This past weekend I had the privilege of teaching two classes at the Roanoke Texas Writers Conference. I tasted once again the enthusiasm of writers eager to learn, to share their own experiences and to help each other.
I was reminded once again of the communities we writers form—communities as diverse as the people in them. From our local critique groups to our network of social media friends and contacts. Some of us are members of national organizations such as American Christian Fiction Writers or Word Weavers. There are many others, too many to mention here, for writers of children’s books, Westerns, mysteries, romance, and science fiction and fantasy.
Conferences like Roanoke are those unique opportunities for our diversities to come together under one umbrella. We can build relationships and networks with other writers. We can step out of the comfort zone of our local writing communities to meet fellow authors with different perspectives and needs. Some may be experienced, even published. Others are new to the writing world.
Conferences are places to learn the craft as well as to learn from each other the nuances of different genres, about people across the political and the genre spectrums.

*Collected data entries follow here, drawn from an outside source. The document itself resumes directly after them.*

//! Robots.txt parser implementation
//!
//! This module provides functionality for parsing robots.txt content using the robotstxt crate.

use robotstxt::DefaultMatcher;

/// Parsed robots.txt data
///
/// This is a wrapper around the robotstxt crate's types, providing a simplified
/// interface for checking if URLs are allowed.
#[derive(Debug, Clone)]
pub struct ParsedRobots {
    /// Raw robots.txt content (empty string means allow all)
    content: String,
    /// Whether to allow all (true = allow all, false = parse content)
    allow_all: bool,
}

impl ParsedRobots {
    /// Creates a new ParsedRobots from raw robots.txt content
    pub fn from_content(content: &str) -> Self {
        Self {
            content: content.to_string(),
            allow_all: false,
        }
    }

    /// Creates a permissive ParsedRobots that allows everything
    ///
    /// This is used when robots.txt is missing or cannot be fetched.
    pub fn allow_all() -> Self {
        Self {
            content: String::new(),
            allow_all: true,
        }
    }

    /// Returns the raw robots.txt content
    pub fn content(&self) -> &str {
        &self.content
    }

    /// Checks if a URL is allowed for the given user agent token
    ///
    /// # Arguments
    ///
    /// * `url` - The absolute URL to check
    /// * `user_agent` - The product token matched against `User-agent` groups
    pub fn is_allowed(&self, url: &str, user_agent: &str) -> bool {
        if self.allow_all || self.content.is_empty() {
            return true;
        }

        let mut matcher = DefaultMatcher::default();
        matcher.one_agent_allowed_by_robots(&self.content, user_agent, url)
    }
}
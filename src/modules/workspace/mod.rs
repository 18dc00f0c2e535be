pub mod controllers;
pub mod models;
pub mod services;

pub use models::BusinessData;
pub use services::WorkspaceService;
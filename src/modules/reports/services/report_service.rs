use std::sync::Arc;

use chrono::NaiveDate;
use rust_decimal::Decimal;
use tracing::info;

use crate::core::{enumerate_days, Result, TimeWindow};
use crate::modules::orders::models::{OrderCountQuery, OrderStatus};
use crate::modules::orders::repositories::OrderRepository;
use crate::modules::reports::models::{
    OrderReportVo, SalesTopReportVo, TurnoverReportVo, UserReportVo,
};
use crate::modules::users::repositories::{UserCountFilter, UserRepository};

/// How many entries the sales ranking returns.
pub const TOP_SELLERS_LIMIT: i64 = 10;

/// Date-bucketed aggregation over the order and user stores.
///
/// Each report enumerates the inclusive date range, then issues exactly one
/// gateway call per series value, in date-ascending order. Reports are
/// recomputed from the transaction store on every request.
pub struct ReportService {
    orders: Arc<dyn OrderRepository>,
    users: Arc<dyn UserRepository>,
}

impl ReportService {
    pub fn new(orders: Arc<dyn OrderRepository>, users: Arc<dyn UserRepository>) -> Self {
        Self { orders, users }
    }

    /// Completed-order turnover per day. Days with no completed orders
    /// report zero.
    pub async fn turnover_statistics(
        &self,
        begin: NaiveDate,
        end: NaiveDate,
    ) -> Result<TurnoverReportVo> {
        let dates = enumerate_days(begin, end)?;
        info!(%begin, %end, days = dates.len(), "generating turnover report");

        let mut turnover_list = Vec::with_capacity(dates.len());
        for date in &dates {
            let window = TimeWindow::for_day(*date);
            let turnover = self
                .orders
                .sum_turnover(window, OrderStatus::Completed)
                .await?
                .unwrap_or(Decimal::ZERO);
            turnover_list.push(turnover);
        }

        Ok(TurnoverReportVo {
            date_list: dates,
            turnover_list,
        })
    }

    /// New and cumulative user counts per day. The cumulative count takes
    /// only an upper bound, so the series never decreases.
    pub async fn user_statistics(&self, begin: NaiveDate, end: NaiveDate) -> Result<UserReportVo> {
        let dates = enumerate_days(begin, end)?;
        info!(%begin, %end, days = dates.len(), "generating user report");

        let mut new_user_list = Vec::with_capacity(dates.len());
        let mut total_user_list = Vec::with_capacity(dates.len());
        for date in &dates {
            let window = TimeWindow::for_day(*date);

            let total = self
                .users
                .count_users(UserCountFilter::before(window.end))
                .await?;
            let new = self
                .users
                .count_users(UserCountFilter::within(window))
                .await?;

            total_user_list.push(total);
            new_user_list.push(new);
        }

        Ok(UserReportVo {
            date_list: dates,
            new_user_list,
            total_user_list,
        })
    }

    /// Total and valid (completed) order counts per day, range totals, and
    /// the completion rate. An empty range reports a rate of zero rather
    /// than dividing by zero.
    pub async fn order_statistics(
        &self,
        begin: NaiveDate,
        end: NaiveDate,
    ) -> Result<OrderReportVo> {
        let dates = enumerate_days(begin, end)?;
        info!(%begin, %end, days = dates.len(), "generating order report");

        let mut order_count_list = Vec::with_capacity(dates.len());
        let mut valid_order_count_list = Vec::with_capacity(dates.len());
        for date in &dates {
            let window = TimeWindow::for_day(*date);

            let valid = self
                .orders
                .count_orders(OrderCountQuery::with_status(window, OrderStatus::Completed))
                .await?;
            let total = self.orders.count_orders(OrderCountQuery::total(window)).await?;

            valid_order_count_list.push(valid);
            order_count_list.push(total);
        }

        // Range totals fold over the daily series instead of re-querying.
        let total_order_count: i64 = order_count_list.iter().sum();
        let valid_order_count: i64 = valid_order_count_list.iter().sum();
        let order_completion_rate = if total_order_count == 0 {
            0.0
        } else {
            valid_order_count as f64 / total_order_count as f64
        };

        Ok(OrderReportVo {
            date_list: dates,
            order_count_list,
            valid_order_count_list,
            total_order_count,
            valid_order_count,
            order_completion_rate,
        })
    }

    /// Top-10 sellers over the whole range, one gateway call. Fewer than
    /// ten sellers yields shorter (still aligned) lists.
    pub async fn sales_top10(
        &self,
        begin: NaiveDate,
        end: NaiveDate,
    ) -> Result<SalesTopReportVo> {
        let dates = enumerate_days(begin, end)?;
        info!(%begin, %end, days = dates.len(), "generating top sellers report");

        let window = TimeWindow::spanning(begin, end);
        let ranks = self.orders.top_sellers(window, TOP_SELLERS_LIMIT).await?;

        let mut name_list = Vec::with_capacity(ranks.len());
        let mut number_list = Vec::with_capacity(ranks.len());
        for rank in ranks {
            name_list.push(rank.name);
            number_list.push(rank.number);
        }

        Ok(SalesTopReportVo {
            name_list,
            number_list,
        })
    }
}
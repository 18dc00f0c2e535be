mod export_service;
mod report_service;

pub use export_service::{ExportService, DEFAULT_EXPORT_DAYS};
pub use report_service::{ReportService, TOP_SELLERS_LIMIT};
pub mod controllers;
pub mod models;
pub mod repositories;
pub mod services;

pub use models::{AddToCartDto, CartItem, CartProbe, NewCartItem};
pub use repositories::CartRepository;
pub use services::CartService;
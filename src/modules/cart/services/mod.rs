mod cart_service;

pub use cart_service::CartService;
mod catalog_repository;

pub use catalog_repository::{CatalogRepository, MySqlCatalogRepository};
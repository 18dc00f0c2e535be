use std::sync::Arc;

use tracing::info;

use crate::core::{AppError, Clock, Result, UserContext};
use crate::modules::cart::models::{AddToCartDto, CartItem, CartProbe, NewCartItem};
use crate::modules::cart::repositories::CartRepository;
use crate::modules::catalog::repositories::CatalogRepository;

/// Shopping-cart service: lookup-or-create merge plus list/clean.
pub struct CartService {
    cart: Arc<dyn CartRepository>,
    catalog: Arc<dyn CatalogRepository>,
    clock: Arc<dyn Clock>,
}

impl CartService {
    pub fn new(
        cart: Arc<dyn CartRepository>,
        catalog: Arc<dyn CatalogRepository>,
        clock: Arc<dyn Clock>,
    ) -> Self {
        Self {
            cart,
            catalog,
            clock,
        }
    }

    /// Add one unit of a product to the caller's cart.
    ///
    /// If a row for the same `(user, product, flavor)` triple already
    /// exists its `number` is incremented; otherwise a new row is inserted
    /// with display fields hydrated from the catalog.
    ///
    /// # Errors
    /// - [`AppError::Validation`] unless exactly one of dishId/setmealId is set
    /// - [`AppError::NotFound`] when the referenced product does not exist
    pub async fn add_item(&self, caller: &UserContext, dto: &AddToCartDto) -> Result<()> {
        dto.validate()?;

        let probe = CartProbe::from_dto(caller, dto);
        let existing = self.cart.list(&probe).await?;

        if let Some(row) = existing.first() {
            self.cart.update_number(row.id, row.number + 1).await?;
            info!(
                user_id = caller.user_id,
                cart_id = row.id,
                number = row.number + 1,
                "cart row incremented"
            );
            return Ok(());
        }

        let product = match (dto.dish_id, dto.setmeal_id) {
            (Some(dish_id), _) => self
                .catalog
                .dish_by_id(dish_id)
                .await?
                .ok_or_else(|| AppError::not_found(format!("dish {}", dish_id)))?,
            (_, Some(setmeal_id)) => self
                .catalog
                .setmeal_by_id(setmeal_id)
                .await?
                .ok_or_else(|| AppError::not_found(format!("setmeal {}", setmeal_id)))?,
            // validate() rules this out
            (None, None) => unreachable!("validated product reference"),
        };

        let item = NewCartItem {
            user_id: caller.user_id,
            dish_id: dto.dish_id,
            setmeal_id: dto.setmeal_id,
            dish_flavor: dto.dish_flavor.clone(),
            name: product.name,
            image: product.image,
            amount: product.price,
            number: 1,
            create_time: self.clock.now(),
        };
        self.cart.insert(&item).await?;
        info!(user_id = caller.user_id, name = %item.name, "cart row created");

        Ok(())
    }

    /// All rows in the caller's cart.
    pub async fn list(&self, caller: &UserContext) -> Result<Vec<CartItem>> {
        self.cart.list(&CartProbe::for_user(caller)).await
    }

    /// Empty the caller's cart.
    pub async fn clean(&self, caller: &UserContext) -> Result<()> {
        self.cart.clear(caller.user_id).await
    }
}
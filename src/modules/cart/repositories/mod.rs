mod cart_repository;

pub use cart_repository::{CartRepository, MySqlCartRepository};
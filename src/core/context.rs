/// Identity of the caller, threaded explicitly through service calls.
///
/// There is deliberately no ambient request-scoped lookup; handlers bind the
/// caller once and pass it down.
#[derive(Debug, Clone, Copy, PartialEq, Eq)]
pub struct UserContext {
    pub user_id: i64,
}

impl UserContext {
    pub fn new(user_id: i64) -> Self {
        Self { user_id }
    }
}
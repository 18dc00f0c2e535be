//! MealDesk back-office service
//!
//! Service tier for a food-ordering back office: date-bucketed business
//! reports, workbook export, the order-lifecycle scanner and the
//! shopping-cart merge, all layered over trait-based store gateways.

pub mod config;
pub mod core;
pub mod modules;

// Re-export commonly used types
pub use modules::cart;
pub use modules::orders;
pub use modules::reports;
pub use modules::workspace;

At conferences, we learn in the formal classes. We also learn from each other during those times when we can visit and get to know each other. We form relationships that continue after the conference, relationships where we encourage one another in our journeys, relationships where we commiserate with each other. I’m still in touch with people I met at the first conferences I attended over ten years ago.
Over the years conferences become like family reunions.
I have to admit there have been times when I was jaded with the conference scene and stayed home. That’s changed this year as God has been working with me about my writing future. Part of that work includes attending more conferences and trusting him to tell me which ones. So this year I spoke at one conference and attended two others as a learner. All three blessed me with refreshed insights into my writing journey, with both new and renewed relationships, and with valuable ideas and thinking about my writing career.
What have conferences meant to you?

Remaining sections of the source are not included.